De nuevo su padre adoptó una expresión divertida.
—¿Y por qué?
—Porque ya nunca volverías a sentirte seguro. Nada te garantizaría que yo no esté ahí fuera, buscándote. Y nunca tendrás la certeza de que no vuelva a encontrarte. No puedes llevar a cabo tus acciones sin una sensación de seguridad. Una sensación de seguridad absoluta. Forma parte esencial de tu camuflaje. Y, sabiendo que yo estoy vivo, jamás te verías del todo libre de dudas.
Peter Curtin sacudió la cabeza.
—Claro que sí —dijo—. Puedo garantizar todas esas cosas.
—¿Cómo? —preguntó Jeffrey con aspereza.
Su padre no contestó. En cambio, se inclinó hacia una mesa de lectura cercana para coger un aparato electrónico pequeño que había sobre ella. Lo alzó de manera que Jeffrey pudiera verlo.
—Por lo general —dijo su padre— estas cosas son para parejas jóvenes con hijos recién nacidos. Creo que tu madre usó uno cuando nacisteis tú y tu hermana, pero no lo recuerdo con exactitud. Ha pasado mucho tiempo. El caso es que funcionan sorprendentemente bien. —Peter Curtin pulsó un interruptor y habló por el intercomunicador—. Kimberly, ¿estás ahí? ¿Me oyes? Kimberly, sólo quiero que sepas que tu única posibilidad ha llegado por fin.
Curtin oprimió otro botón, y Jeffrey oyó una vocecilla metálica y asustada entre interferencias.
—Por favor, que alguien me ayude, por favor…
Su padre apretó el interruptor, cortando la voz en medio de su súplica.

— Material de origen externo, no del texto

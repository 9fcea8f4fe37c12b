//! Ollama API client
//!
//! Implements both provider traits against an Ollama-compatible server:
//! - Chat with tools: POST /api/chat (non-streaming)
//! - Embeddings: POST /api/embed

use crate::errors::{AgentError, Result};
use crate::llm::{
    ChatMessage, ChatRole, Completion, CompletionRequest, EmbeddingProvider, LlmProvider,
    ToolCallRequest, ToolDefinition,
};
use async_trait::async_trait;
use reqwest::Client;
use serde::{Deserialize, Serialize};
use std::time::Duration;
use tracing::debug;

/// Default Ollama API endpoint
pub const DEFAULT_OLLAMA_URL: &str = "http://127.0.0.1:11434";

/// Default chat model
pub const DEFAULT_MODEL: &str = "qwen2.5:7b-instruct";

/// Default embedding model
pub const DEFAULT_EMBEDDING_MODEL: &str = "nomic-embed-text";

/// Request timeout (60 seconds)
const REQUEST_TIMEOUT: Duration = Duration::from_secs(60);

/// Ollama chat and embedding client
#[derive(Debug, Clone)]
pub struct OllamaProvider {
    client: Client,
    base_url: String,
    embedding_model: String,
    embedding_dimensions: usize,
}

impl OllamaProvider {
    /// Create a provider for the given server and embedding model
    pub fn with_config(
        base_url: &str,
        embedding_model: &str,
        embedding_dimensions: usize,
        timeout: Option<Duration>,
    ) -> Result<Self> {
        let client = Client::builder()
            .timeout(timeout.unwrap_or(REQUEST_TIMEOUT))
            .build()?;

        Ok(Self {
            client,
            base_url: base_url.trim_end_matches('/').to_string(),
            embedding_model: embedding_model.to_string(),
            embedding_dimensions,
        })
    }

    /// Check if the server is reachable
    pub async fn health_check(&self) -> Result<bool> {
        let url = format!("{}/api/version", self.base_url);

        match self.client.get(&url).send().await {
            Ok(response) => Ok(response.status().is_success()),
            Err(_) => Ok(false),
        }
    }

    /// List available models
    pub async fn list_models(&self) -> Result<Vec<String>> {
        let url = format!("{}/api/tags", self.base_url);

        let response = self
            .client
            .get(&url)
            .send()
            .await
            .map_err(|e| AgentError::Provider(format!("Failed to list models: {}", e)))?;

        if !response.status().is_success() {
            return Err(AgentError::Provider(
                "Failed to retrieve model list".to_string(),
            ));
        }

        let models_response: ModelsResponse = response
            .json()
            .await
            .map_err(|e| AgentError::Provider(format!("Failed to parse models: {}", e)))?;

        Ok(models_response.models.into_iter().map(|m| m.name).collect())
    }

    pub fn base_url(&self) -> &str {
        &self.base_url
    }

    async fn post<Req: Serialize, Resp: for<'de> Deserialize<'de>>(
        &self,
        path: &str,
        body: &Req,
    ) -> Result<Resp> {
        let url = format!("{}{}", self.base_url, path);
        let response = self
            .client
            .post(&url)
            .json(body)
            .send()
            .await
            .map_err(|e| {
                if e.is_timeout() {
                    AgentError::Timeout {
                        duration_ms: REQUEST_TIMEOUT.as_millis() as u64,
                    }
                } else {
                    AgentError::Provider(format!("Failed to send request: {}", e))
                }
            })?;

        if !response.status().is_success() {
            let status = response.status();
            let error_text = response
                .text()
                .await
                .unwrap_or_else(|_| "Unknown error".to_string());
            return Err(AgentError::Provider(format!("HTTP {}: {}", status, error_text)));
        }

        response
            .json()
            .await
            .map_err(|e| AgentError::Provider(format!("Failed to parse response: {}", e)))
    }
}

#[async_trait]
impl LlmProvider for OllamaProvider {
    async fn complete(&self, request: CompletionRequest) -> Result<Completion> {
        let body = OllamaChatRequest {
            model: request.model.clone(),
            messages: request.messages.iter().map(OllamaMessage::from).collect(),
            tools: request.tools.iter().map(OllamaTool::from).collect(),
            stream: false,
            options: request
                .temperature
                .map(|t| serde_json::json!({ "temperature": t })),
        };

        let response: OllamaChatResponse = self.post("/api/chat", &body).await?;
        let tokens_used = response.prompt_eval_count.unwrap_or(0) + response.eval_count.unwrap_or(0);

        let tool_calls = response
            .message
            .tool_calls
            .unwrap_or_default()
            .into_iter()
            .enumerate()
            .map(|(i, call)| ToolCallRequest {
                id: call.id.unwrap_or_else(|| format!("call_{}", i)),
                name: call.function.name,
                arguments: call.function.arguments,
            })
            .collect::<Vec<_>>();

        debug!(
            model = %request.model,
            tokens_used,
            tool_calls = tool_calls.len(),
            "chat completion received"
        );

        Ok(Completion {
            content: response.message.content,
            tool_calls,
            tokens_used,
            finish_reason: response.done_reason,
        })
    }

    fn name(&self) -> &str {
        "ollama"
    }
}

#[async_trait]
impl EmbeddingProvider for OllamaProvider {
    async fn embed(&self, text: &str) -> Result<Vec<f32>> {
        let body = OllamaEmbedRequest {
            model: self.embedding_model.clone(),
            input: text.to_string(),
        };
        let response: OllamaEmbedResponse = self.post("/api/embed", &body).await?;

        let embedding = response
            .embeddings
            .into_iter()
            .next()
            .ok_or_else(|| AgentError::Provider("embedding response was empty".to_string()))?;

        if embedding.len() != self.embedding_dimensions {
            return Err(AgentError::Validation(format!(
                "embedding model '{}' returned {} dimensions, expected {}",
                self.embedding_model,
                embedding.len(),
                self.embedding_dimensions
            )));
        }
        Ok(embedding)
    }

    fn dimensions(&self) -> usize {
        self.embedding_dimensions
    }

    fn model_id(&self) -> &str {
        &self.embedding_model
    }
}

/// Ollama chat request
#[derive(Debug, Clone, Serialize)]
struct OllamaChatRequest {
    model: String,
    messages: Vec<OllamaMessage>,
    #[serde(skip_serializing_if = "Vec::is_empty")]
    tools: Vec<OllamaTool>,
    stream: bool,
    #[serde(skip_serializing_if = "Option::is_none")]
    options: Option<serde_json::Value>,
}

#[derive(Debug, Clone, Serialize)]
struct OllamaMessage {
    role: ChatRole,
    content: String,
    #[serde(skip_serializing_if = "Vec::is_empty")]
    tool_calls: Vec<OllamaToolCall>,
    #[serde(skip_serializing_if = "Option::is_none")]
    tool_name: Option<String>,
}

impl From<&ChatMessage> for OllamaMessage {
    fn from(msg: &ChatMessage) -> Self {
        Self {
            role: msg.role,
            content: msg.content.clone(),
            tool_calls: msg
                .tool_calls
                .iter()
                .map(|c| OllamaToolCall {
                    id: Some(c.id.clone()),
                    function: OllamaFunctionCall {
                        name: c.name.clone(),
                        arguments: c.arguments.clone(),
                    },
                })
                .collect(),
            tool_name: msg.tool_name.clone(),
        }
    }
}

#[derive(Debug, Clone, Serialize)]
struct OllamaTool {
    #[serde(rename = "type")]
    kind: &'static str,
    function: ToolDefinition,
}

impl From<&ToolDefinition> for OllamaTool {
    fn from(def: &ToolDefinition) -> Self {
        Self {
            kind: "function",
            function: def.clone(),
        }
    }
}

#[derive(Debug, Clone, Serialize, Deserialize)]
struct OllamaToolCall {
    #[serde(default, skip_serializing_if = "Option::is_none")]
    id: Option<String>,
    function: OllamaFunctionCall,
}

#[derive(Debug, Clone, Serialize, Deserialize)]
struct OllamaFunctionCall {
    name: String,
    #[serde(default)]
    arguments: serde_json::Value,
}

#[derive(Debug, Deserialize)]
struct OllamaChatResponse {
    message: OllamaResponseMessage,
    #[serde(default)]
    done_reason: Option<String>,
    #[serde(default)]
    prompt_eval_count: Option<u64>,
    #[serde(default)]
    eval_count: Option<u64>,
}

#[derive(Debug, Deserialize)]
struct OllamaResponseMessage {
    #[serde(default)]
    content: String,
    #[serde(default)]
    tool_calls: Option<Vec<OllamaToolCall>>,
}

#[derive(Debug, Serialize)]
struct OllamaEmbedRequest {
    model: String,
    input: String,
}

#[derive(Debug, Deserialize)]
struct OllamaEmbedResponse {
    embeddings: Vec<Vec<f32>>,
}

/// Ollama models list response
#[derive(Debug, Deserialize)]
struct ModelsResponse {
    models: Vec<ModelInfo>,
}

/// Model information
#[derive(Debug, Deserialize)]
struct ModelInfo {
    name: String,
}
//! Cosine distance and deterministic ranking

use crate::types::{KnowledgeEntry, ScoredEntry};
use std::cmp::Ordering;

/// Compute the cosine similarity between two vectors.
///
/// Returns 0.0 when either vector has zero magnitude or the lengths differ.
pub fn cosine_similarity(a: &[f32], b: &[f32]) -> f32 {
    if a.len() != b.len() || a.is_empty() {
        return 0.0;
    }

    let mut dot = 0.0f32;
    let mut mag_a = 0.0f32;
    let mut mag_b = 0.0f32;

    for (x, y) in a.iter().zip(b.iter()) {
        dot += x * y;
        mag_a += x * x;
        mag_b += y * y;
    }

    let denom = mag_a.sqrt() * mag_b.sqrt();
    if denom == 0.0 {
        0.0
    } else {
        dot / denom
    }
}

/// Cosine distance in [0, 2]: `1 - similarity`
pub fn cosine_distance(a: &[f32], b: &[f32]) -> f32 {
    (1.0 - cosine_similarity(a, b)).clamp(0.0, 2.0)
}

/// Ascending distance, ties broken by ascending entry id
pub fn compare_scored(a: &ScoredEntry, b: &ScoredEntry) -> Ordering {
    a.distance
        .total_cmp(&b.distance)
        .then_with(|| a.entry.id.cmp(&b.entry.id))
}

/// Score candidates against the query and keep the `limit` nearest
pub fn rank<'a, I>(query: &[f32], candidates: I, limit: usize) -> Vec<ScoredEntry>
where
    I: IntoIterator<Item = &'a KnowledgeEntry>,
{
    let mut scored: Vec<ScoredEntry> = candidates
        .into_iter()
        .filter_map(|entry| {
            entry.embedding.as_ref().map(|embedding| ScoredEntry {
                distance: cosine_distance(query, embedding),
                entry: entry.clone(),
            })
        })
        .collect();

    scored.sort_by(compare_scored);
    scored.truncate(limit);
    scored
}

—Me pregunto si sobrevivirá —comentó con una carcajada—. ¿Podrás salvarla, Jeffrey? ¿Podrás salvarla a ella, a tu hermana, a tu madre y a ti mismo? ¿Eres lo suficientemente fuerte y astuto? —Sonrió de oreja a oreja otra vez—. Dudo que alguien pueda ser lo bastante para salvaros a todos.
Jeffrey no abrió la boca. Su padre no apartaba la mirada de él.